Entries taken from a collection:
.....

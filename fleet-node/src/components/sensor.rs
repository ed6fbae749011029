/*
SPDX-FileCopyrightText: Copyright 2026 LG Electronics Inc.
SPDX-License-Identifier: MIT
*/

//! Range sensor: publishes a synthetic scan every sample period.

use std::sync::Arc;
use std::time::Duration;

use fleet_core::middleware::LocalRuntime;
use fleet_core::{Application, ChannelKind, ComponentError, Middleware, PortSettings, SoftwareComponent};
use tracing::trace;

use crate::payload::{RawData, RAW_DATA, RAW_DATA_SERVICE};

/// Beams per scan.
pub const BEAMS: usize = 16;

pub struct Sensor {
    runtime: Arc<LocalRuntime>,
    period: Duration,
}

impl Sensor {
    pub fn new(runtime: Arc<LocalRuntime>, period: Duration) -> Self {
        Self { runtime, period }
    }
}

/// Scan `seq` of an obstacle that slowly approaches and recedes.
pub fn synthetic_scan(seq: u64) -> RawData {
    let phase = seq as f32 * 0.05;
    let obstacle = 5.0 + 4.5 * phase.sin();
    let ranges = (0..BEAMS)
        .map(|beam| {
            // the centre beam sees the obstacle, the others see further
            let offset = (beam as f32 - (BEAMS / 2) as f32).abs();
            obstacle + offset * 0.5
        })
        .collect();
    RawData { seq, ranges }
}

impl Application for Sensor {
    fn initialize(&self, component: &mut SoftwareComponent) -> Result<(), ComponentError> {
        let middleware: Arc<dyn Middleware<RawData>> = self.runtime.clone();
        let raw = component.add_outbound(
            RAW_DATA,
            ChannelKind::Event,
            PortSettings::new(RAW_DATA_SERVICE).with_interval(self.period),
            middleware,
        )?;

        let mut seq = 0u64;
        component.add_periodic("sample", self.period, move || {
            seq += 1;
            trace!(seq, "scan sampled");
            raw.write_data(synthetic_scan(seq));
        })
    }
}
/*
SPDX-FileCopyrightText: Copyright 2026 LG Electronics Inc.
SPDX-License-Identifier: MIT
*/

//! Generic service port.
//!
//! A [`Port<T, D>`] binds one logical data channel (event or field) carrying
//! payload `T` to a remote service.  `D` is the direction: [`Inbound`] ports
//! discover a provider and subscribe; [`Outbound`] ports offer a service and
//! publish a last-value buffer.
//!
//! # Lifecycle
//!
//! ```text
//! Inbound:   Idle ─start()─► Discovering ─find(handles)─► Found ─subscribe()─► Subscribed
//! Outbound:  Idle ─start()─► Discovering ─offer ok──────► Offered
//!                      any state ─terminate()─► Terminated
//! ```
//!
//! # Locking discipline
//! The bound consumer, the lifecycle state, the sample handler and the
//! output buffer all live in **one** state `Mutex` per port.  Every path
//! takes it: the discovery callback (including the initial bind in
//! [`Port::find`]), the cyclic loops, the data-ready callback and
//! [`Port::write_data`].  Within one port, "is it bound? is it subscribed?
//! drain" is therefore a single critical section and sample order is
//! preserved.
//!
//! An outbound port keeps its provider behind a second, send lock.
//! [`Port::send_once`] holds the state lock only to take the buffered value
//! and publishes with it released.  Publishing can run subscriber handlers
//! on the calling thread, and those handlers write into other outbound
//! ports, so the order is always
//!
//! ```text
//! send lock ──► (publish) ──► inbound state lock ──► outbound state lock
//! ```
//!
//! An outbound state lock is a leaf: nothing else is acquired while it is
//! held, which keeps ports wired in a loop from deadlocking.  A sample
//! handler must not publish or terminate an outbound port itself.
//!
//! The running flag is a separate atomic so a loop can be told to stop
//! without waiting for the lock.
//!
//! Middleware calls that can call back into ports (`start_find_service`,
//! `offer_service`, `stop_offer_service`) are made with the state lock
//! released.

pub mod error;
#[cfg(test)]
pub(crate) mod mock;

pub use error::PortError;

use std::fmt;
use std::marker::PhantomData;
use std::sync::atomic::{AtomicBool, AtomicU64, Ordering};
use std::sync::{Arc, Weak};
use std::thread;
use std::time::Duration;

use parking_lot::{Mutex, MutexGuard};
use tracing::{debug, error, info, trace, warn};

use crate::config::{PortSettings, ReceiveMode, SendMode};
use crate::middleware::{
    ChannelKind, Consumer, FindCallback, FindHandle, InstanceSpecifier, Middleware, Provider,
    ReceiveHandler, ServiceHandle, SubscriptionState,
};

// ── Direction markers ─────────────────────────────────────────────────────────

mod sealed {
    pub trait Sealed {}
}

/// Data direction of a port.  Sealed: only [`Inbound`] and [`Outbound`].
pub trait Direction: sealed::Sealed + Send + Sync + 'static {
    const LABEL: &'static str;
}

/// Consumer side: discovers, subscribes, drains.
#[derive(Debug)]
pub enum Inbound {}

/// Provider side: offers, buffers, publishes.
#[derive(Debug)]
pub enum Outbound {}

impl sealed::Sealed for Inbound {}
impl sealed::Sealed for Outbound {}

impl Direction for Inbound {
    const LABEL: &'static str = "inbound";
}

impl Direction for Outbound {
    const LABEL: &'static str = "outbound";
}

// ── State ─────────────────────────────────────────────────────────────────────

#[derive(Debug, Clone, Copy, PartialEq, Eq)]
pub enum PortState {
    Idle,
    /// Inbound: search running, nothing bound yet.  Outbound: offer in progress.
    Discovering,
    /// Inbound: bound to a service instance, not (yet) subscribed.
    Found,
    Subscribed,
    /// Outbound: service offered, provider bound.
    Offered,
    Terminated,
}

impl fmt::Display for PortState {
    fn fmt(&self, f: &mut fmt::Formatter<'_>) -> fmt::Result {
        let s = match self {
            PortState::Idle => "idle",
            PortState::Discovering => "discovering",
            PortState::Found => "found",
            PortState::Subscribed => "subscribed",
            PortState::Offered => "offered",
            PortState::Terminated => "terminated",
        };
        f.write_str(s)
    }
}

/// Callback receiving every sample drained by an inbound port.
pub type SampleHandler<T> = Box<dyn FnMut(T) + Send>;

struct PortInner<T> {
    state: PortState,
    service: Option<ServiceHandle>,
    consumer: Option<Box<dyn Consumer<T>>>,
    search: Option<FindHandle>,
    handler: Option<SampleHandler<T>>,
    /// Outbound last-value buffer.
    latest: Option<T>,
    /// Written since the last send tick.
    fresh: bool,
}

/// Snapshot of a port's counters.
#[derive(Debug, Clone, Copy, Default, PartialEq, Eq)]
pub struct PortMetrics {
    pub received: u64,
    pub published: u64,
    pub failures: u64,
}

#[derive(Debug, Default)]
struct AtomicPortMetrics {
    received: AtomicU64,
    published: AtomicU64,
    failures: AtomicU64,
}

impl AtomicPortMetrics {
    fn snapshot(&self) -> PortMetrics {
        PortMetrics {
            received: self.received.load(Ordering::Relaxed),
            published: self.published.load(Ordering::Relaxed),
            failures: self.failures.load(Ordering::Relaxed),
        }
    }
}

// ── Port ──────────────────────────────────────────────────────────────────────

/// One data channel bound to a remote service.  Always handled as
/// `Arc<Port<..>>`: discovery and data-ready callbacks hold a weak
/// reference to it.
pub struct Port<T, D> {
    this: Weak<Self>,
    name: String,
    kind: ChannelKind,
    settings: PortSettings,
    middleware: Arc<dyn Middleware<T>>,
    running: AtomicBool,
    inner: Mutex<PortInner<T>>,
    /// Outbound provider.  Held for the whole publish, never while waiting
    /// for `inner`'s owner.
    publisher: Mutex<Option<Box<dyn Provider<T>>>>,
    metrics: AtomicPortMetrics,
    _direction: PhantomData<fn() -> D>,
}
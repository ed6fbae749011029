/*
SPDX-FileCopyrightText: Copyright 2026 LG Electronics Inc.
SPDX-License-Identifier: MIT
*/

//! Sensor fusion: reduces each raw scan to the nearest obstacle.

use std::sync::Arc;
use std::time::Duration;

use fleet_core::middleware::LocalRuntime;
use fleet_core::{Application, ChannelKind, ComponentError, Middleware, PortSettings, SoftwareComponent};
use tracing::trace;

use crate::payload::{FusedData, RawData, FUSED_DATA, FUSED_DATA_SERVICE, RAW_DATA, RAW_DATA_SERVICE};

pub struct SensorFusion {
    runtime: Arc<LocalRuntime>,
    interval: Duration,
}

impl SensorFusion {
    pub fn new(runtime: Arc<LocalRuntime>, interval: Duration) -> Self {
        Self { runtime, interval }
    }
}

/// Nearest valid return.  Non-finite and non-positive ranges are sensor
/// noise and ignored.
pub fn fuse(raw: &RawData) -> FusedData {
    let nearest = raw
        .ranges
        .iter()
        .copied()
        .filter(|r| r.is_finite() && *r > 0.0)
        .fold(f32::INFINITY, f32::min);
    FusedData {
        seq: raw.seq,
        nearest_obstacle_m: nearest,
    }
}

impl Application for SensorFusion {
    fn initialize(&self, component: &mut SoftwareComponent) -> Result<(), ComponentError> {
        let raw_mw: Arc<dyn Middleware<RawData>> = self.runtime.clone();
        let fused_mw: Arc<dyn Middleware<FusedData>> = self.runtime.clone();

        let raw = component.add_inbound(
            RAW_DATA,
            ChannelKind::Event,
            PortSettings::new(RAW_DATA_SERVICE).with_interval(self.interval),
            raw_mw,
        )?;
        let fused = component.add_outbound(
            FUSED_DATA,
            ChannelKind::Event,
            PortSettings::new(FUSED_DATA_SERVICE).with_interval(self.interval),
            fused_mw,
        )?;

        raw.set_handler(move |scan| {
            let data = fuse(&scan);
            trace!(seq = data.seq, nearest = data.nearest_obstacle_m, "scan fused");
            fused.write_data(data);
        });
        Ok(())
    }
}
/*
SPDX-FileCopyrightText: Copyright 2026 LG Electronics Inc.
SPDX-License-Identifier: MIT
*/

//! Cooperative shutdown token.
//!
//! A [`ShutdownToken`] is created by the process entry point and handed to
//! every [`SoftwareComponent`](crate::component::SoftwareComponent) at
//! construction.  Nothing is interrupted forcibly: loops poll
//! [`is_cancelled`](ShutdownToken::is_cancelled) between sleeps.

use std::sync::atomic::{AtomicBool, Ordering};
use std::sync::Arc;

/// Cloneable, thread-safe cancellation flag.  All clones observe the same
/// state; cancelling is one-way.
#[derive(Debug, Clone, Default)]
pub struct ShutdownToken {
    cancelled: Arc<AtomicBool>,
}

impl ShutdownToken {
    pub fn new() -> Self {
        Self::default()
    }

    /// Request shutdown.  Idempotent.
    pub fn cancel(&self) {
        self.cancelled.store(true, Ordering::SeqCst);
    }

    pub fn is_cancelled(&self) -> bool {
        self.cancelled.load(Ordering::SeqCst)
    }
}
/*
 *  The rules of Blokus Duo: pieces, board, legality and move generation.
 */

pub(crate) mod board;
pub(crate) mod consts;
pub mod coords;
pub(crate) mod movegen;
pub mod notation;
pub(crate) mod polyomino;
pub(crate) mod position;
pub(crate) mod rules;
pub mod sets;

pub mod prelude {
    pub(crate) use crate::utils::prelude::*;

    pub use super::{
        board::{Bitboard, Board},
        consts::*,
        coords::{self, *},
        movegen::{legal_moves, Move},
        notation::*,
        polyomino::{orientations, Piece, PieceCatalog, Rotation, Shape},
        position::{PlayerState, Position},
        rules::{is_legal, legality, MoveError},
        sets::*,
    };

    pub use super::sets::SetOps;
}
use std::time::{Duration, Instant};

use crate::blokus_duo::prelude::*;

use super::{Evaluator, MaterialEvaluator};

const INFINITY: i32 = i32::MAX;

/// How node values are oriented during the search.
#[derive(Clone, Copy, Debug, Default, PartialEq, Eq)]
pub enum SearchMode {
    /// Every node is valued for the player who moved at the root; a node maximizes when that player is to act
    /// and minimizes otherwise.
    #[default]
    FixedReference,
    /// Every node is valued for its own mover and negated on the way up.
    Negamax,
}

/// The resource bounds on one search.
#[derive(Clone, Copy, Debug)]
pub struct SearchLimits {
    /// The deepest iteration, in plies. Passes consume a ply. A limit of 0 still runs the one-ply iteration;
    /// the command line and the text protocol reject it.
    pub depth: u8,
    /// The wall-clock budget, checked at every ply boundary.
    pub timeout: Option<Duration>,
}

impl Default for SearchLimits {
    fn default() -> Self {
        SearchLimits { depth: 2, timeout: None }
    }
}

/// The result of the last completed iteration.
#[derive(Clone, Copy, Debug, PartialEq, Eq)]
pub struct SearchOutcome {
    /// The best move for the player to move, or None if they must pass.
    pub best: Option<Move>,
    /// The value of the best move for the player to move.
    pub score: i32,
    /// The depth of the iteration that produced this result.
    pub depth: u8,
    /// The number of nodes visited over all iterations.
    pub nodes: u64,
}

/// Depth-bounded minimax with alpha-beta pruning over cloned positions, deepened iteratively.
///
/// Moves are tried in enumeration order. A player with no placement passes, which consumes a ply without
/// touching the position; a node where neither player can place is evaluated as it stands.
#[derive(Clone, Debug)]
pub struct AlphaBeta<E: Evaluator = MaterialEvaluator> {
    evaluator: E,
    mode: SearchMode,
    limits: SearchLimits,

    reference: Player,
    deadline: Option<Instant>,
    nodes: u64,
}

impl AlphaBeta<MaterialEvaluator> {
    /// A material-evaluating search with the given formulation and bounds.
    pub fn new(mode: SearchMode, limits: SearchLimits) -> AlphaBeta<MaterialEvaluator> {
        AlphaBeta::with_evaluator(MaterialEvaluator, mode, limits)
    }
}

impl<E: Evaluator> AlphaBeta<E> {
    pub fn with_evaluator(evaluator: E, mode: SearchMode, limits: SearchLimits) -> AlphaBeta<E> {
        AlphaBeta { evaluator, mode, limits, reference: Player::One, deadline: None, nodes: 0 }
    }

    pub fn set_max_depth(&mut self, depth: u8) {
        self.limits.depth = depth;
    }

    pub fn set_timeout(&mut self, timeout: Option<Duration>) {
        self.limits.timeout = timeout;
    }

    /// Searches the position for the player to move, deepening from one ply to the depth limit and keeping the
    /// last iteration that finished before the deadline. The first iteration always runs to completion
    /// if there is no deadline; with one, an unfinished first iteration falls back to the first legal move.
    pub fn search(&mut self, position: &Position) -> SearchOutcome {
        let started = Instant::now();
        self.reference = position.player_to_move();
        self.deadline = self.limits.timeout.map(|t| started + t);
        self.nodes = 0;

        let mut outcome = SearchOutcome {
            best: position.legal_moves().first().copied(),
            score: self.evaluator.evaluate(position, self.reference),
            depth: 0,
            nodes: 0,
        };

        for depth in 1..=self.limits.depth.max(1) {
            let Some((best, score)) = self.search_root(position, depth) else {
                log::debug!("search: deadline reached during depth {depth}, keeping depth {}", outcome.depth);
                break;
            };
            outcome = SearchOutcome { best, score, depth, nodes: self.nodes };
            log::debug!(
                "search: depth {depth} best {} score {score} nodes {} in {:?}",
                best.map_or("pass".into(), |mv| mv.notate()),
                self.nodes,
                started.elapsed()
            );
        }

        outcome.nodes = self.nodes;
        outcome
    }

    /// Runs one iteration at the root, returning the best move and its value for the mover, or None if the
    /// deadline passed.
    fn search_root(&mut self, position: &Position, depth: u8) -> Option<(Option<Move>, i32)> {
        let active = position.player_to_move();
        let moves = position.legal_moves();
        if moves.is_empty() {
            let value = match self.mode {
                SearchMode::FixedReference => self.minimax(position, active, depth, -INFINITY, INFINITY)?,
                SearchMode::Negamax        => self.negamax(position, active, depth, -INFINITY, INFINITY)?,
            };
            return Some((None, value));
        }

        let mut alpha = -INFINITY;
        let mut best = None;
        let mut best_value = -INFINITY;
        for mv in moves {
            let mut child = position.clone();
            child.play_unchecked_engine(active, mv);
            let value = match self.mode {
                SearchMode::FixedReference => self.minimax(&child, -active, depth - 1, alpha, INFINITY)?,
                SearchMode::Negamax        => -self.negamax(&child, -active, depth - 1, -INFINITY, -alpha)?,
            };
            if best.is_none() || value > best_value {
                best = Some(mv);
                best_value = value;
            }
            alpha = alpha.max(value);
        }
        Some((best, best_value))
    }

    /// Counts the node and reports whether the deadline has passed.
    fn expired(&mut self) -> bool {
        self.nodes += 1;
        self.deadline.is_some_and(|deadline| Instant::now() >= deadline)
    }

    /// A node valued for the root mover.
    fn minimax(&mut self, position: &Position, active: Player, depth: u8, mut alpha: i32, mut beta: i32) -> Option<i32> {
        if self.expired() {
            return None;
        }
        if depth == 0 || position.is_terminal() {
            return Some(self.evaluator.evaluate(position, self.reference));
        }

        let moves = position.legal_moves_for(active);
        if moves.is_empty() {
            if !position.has_legal_move(-active) {
                return Some(self.evaluator.evaluate(position, self.reference));
            }
            return self.minimax(position, -active, depth - 1, alpha, beta);
        }

        let maximizing = active == self.reference;
        let mut value = if maximizing { -INFINITY } else { INFINITY };
        for mv in moves {
            let mut child = position.clone();
            child.play_unchecked_engine(active, mv);
            let score = self.minimax(&child, -active, depth - 1, alpha, beta)?;
            if maximizing {
                value = value.max(score);
                alpha = alpha.max(value);
            } else {
                value = value.min(score);
                beta = beta.min(value);
            }
            if beta <= alpha {
                break;
            }
        }
        Some(value)
    }

    /// A node valued for its own mover.
    fn negamax(&mut self, position: &Position, active: Player, depth: u8, mut alpha: i32, beta: i32) -> Option<i32> {
        if self.expired() {
            return None;
        }
        if depth == 0 || position.is_terminal() {
            return Some(self.evaluator.evaluate(position, active));
        }

        let moves = position.legal_moves_for(active);
        if moves.is_empty() {
            if !position.has_legal_move(-active) {
                return Some(self.evaluator.evaluate(position, active));
            }
            return Some(-self.negamax(position, -active, depth - 1, -beta, -alpha)?);
        }

        let mut value = -INFINITY;
        for mv in moves {
            let mut child = position.clone();
            child.play_unchecked_engine(active, mv);
            value = value.max(-self.negamax(&child, -active, depth - 1, -beta, -alpha)?);
            alpha = alpha.max(value);
            if alpha >= beta {
                break;
            }
        }
        Some(value)
    }
}

#[cfg(test)]
mod tests {
    use super::*;

    /// Plain minimax with no pruning, valued for the reference player.
    fn unpruned(position: &Position, active: Player, reference: Player, depth: u8) -> i32 {
        let evaluate = |p: &Position| p.score() * reference.perspective();
        if depth == 0 || position.is_terminal() {
            return evaluate(position);
        }

        let moves = position.legal_moves_for(active);
        if moves.is_empty() {
            if !position.has_legal_move(-active) {
                return evaluate(position);
            }
            return unpruned(position, -active, reference, depth - 1);
        }

        let scores = moves.into_iter().map(|mv| {
            let mut child = position.clone();
            child.play_unchecked_engine(active, mv);
            unpruned(&child, -active, reference, depth - 1)
        });
        match active == reference {
            true  => scores.max().unwrap(),
            false => scores.min().unwrap(),
        }
    }

    fn small_game(catalog: &PieceCatalog) -> Position<'_> {
        let mut position = Position::with_pools(catalog, [vec![0, 1, 5, 10], vec![0, 3, 6, 9]]);
        position.play(Move::new(5, 0, Coord::new(0, 0))).unwrap();
        position.play(Move::new(6, 0, Coord::new(12, 12))).unwrap();
        position
    }

    #[test]
    fn pruning_keeps_the_minimax_value() {
        let catalog = PieceCatalog::new();
        let position = small_game(&catalog);

        for depth in 1..=3 {
            let limits = SearchLimits { depth, timeout: None };
            let outcome = AlphaBeta::new(SearchMode::FixedReference, limits).search(&position);
            assert_eq!(outcome.score, unpruned(&position, Player::One, Player::One, depth), "depth {depth}");
            assert_eq!(outcome.depth, depth);
            assert!(outcome.best.is_some());
        }
    }

    #[test]
    fn negamax_agrees_with_the_fixed_reference() {
        let catalog = PieceCatalog::new();
        let mut position = small_game(&catalog);
        position.play(Move::new(0, 0, Coord::new(2, 2))).unwrap();

        let limits = SearchLimits { depth: 3, timeout: None };
        let fixed = AlphaBeta::new(SearchMode::FixedReference, limits).search(&position);
        let negamax = AlphaBeta::new(SearchMode::Negamax, limits).search(&position);
        assert_eq!(fixed.score, negamax.score);
        assert_eq!(fixed.best, negamax.best);
        assert_eq!(fixed.score, unpruned(&position, Player::Two, Player::Two, 3));
    }

    #[test]
    fn a_stuck_mover_is_told_to_pass() {
        let catalog = PieceCatalog::new();
        let mut position = Position::with_pools(&catalog, [vec![0], vec![0, 1]]);
        position.play(Move::new(0, 0, Coord::new(0, 0))).unwrap();
        position.play(Move::new(0, 0, Coord::new(13, 13))).unwrap();

        let outcome = AlphaBeta::new(SearchMode::FixedReference, SearchLimits::default()).search(&position);
        assert_eq!(outcome.best, None);
        // player two still places the domino after the pass, evening the material
        assert_eq!(outcome.score, 0);
        assert_eq!(outcome.depth, 2);
    }

    #[test]
    fn an_expired_deadline_keeps_a_legal_fallback() {
        let catalog = PieceCatalog::new();
        let position = Position::new(&catalog);
        let limits = SearchLimits { depth: 4, timeout: Some(Duration::ZERO) };
        let outcome = AlphaBeta::new(SearchMode::FixedReference, limits).search(&position);

        assert_eq!(outcome.depth, 0);
        assert_eq!(outcome.best, position.legal_moves().first().copied());
    }

    #[test]
    fn a_deadline_mid_iteration_keeps_the_previous_depth() {
        let catalog = PieceCatalog::new();
        let position = Position::new(&catalog);
        let limits = SearchLimits { depth: 8, timeout: Some(Duration::from_millis(200)) };
        let timed = AlphaBeta::new(SearchMode::FixedReference, limits).search(&position);
        assert!((1..8).contains(&timed.depth), "stopped at depth {}", timed.depth);

        let untimed = SearchLimits { depth: timed.depth, timeout: None };
        let fixed = AlphaBeta::new(SearchMode::FixedReference, untimed).search(&position);
        assert_eq!(timed.best, fixed.best);
        assert_eq!(timed.score, fixed.score);
    }
}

.....

§ Your goal: Your answer should consist only of the lines above between the line holding "mover, or None if the" and the line holding "let active = position.player_to_move();", inclusive, each transcribed exactly.

§ Exercise output:
    /// Runs one iteration at the root, returning the best move and its value for the mover, or None if the
    /// deadline passed.
    fn search_root(&mut self, position: &Position, depth: u8) -> Option<(Option<Move>, i32)> {
        let active = position.player_to_move();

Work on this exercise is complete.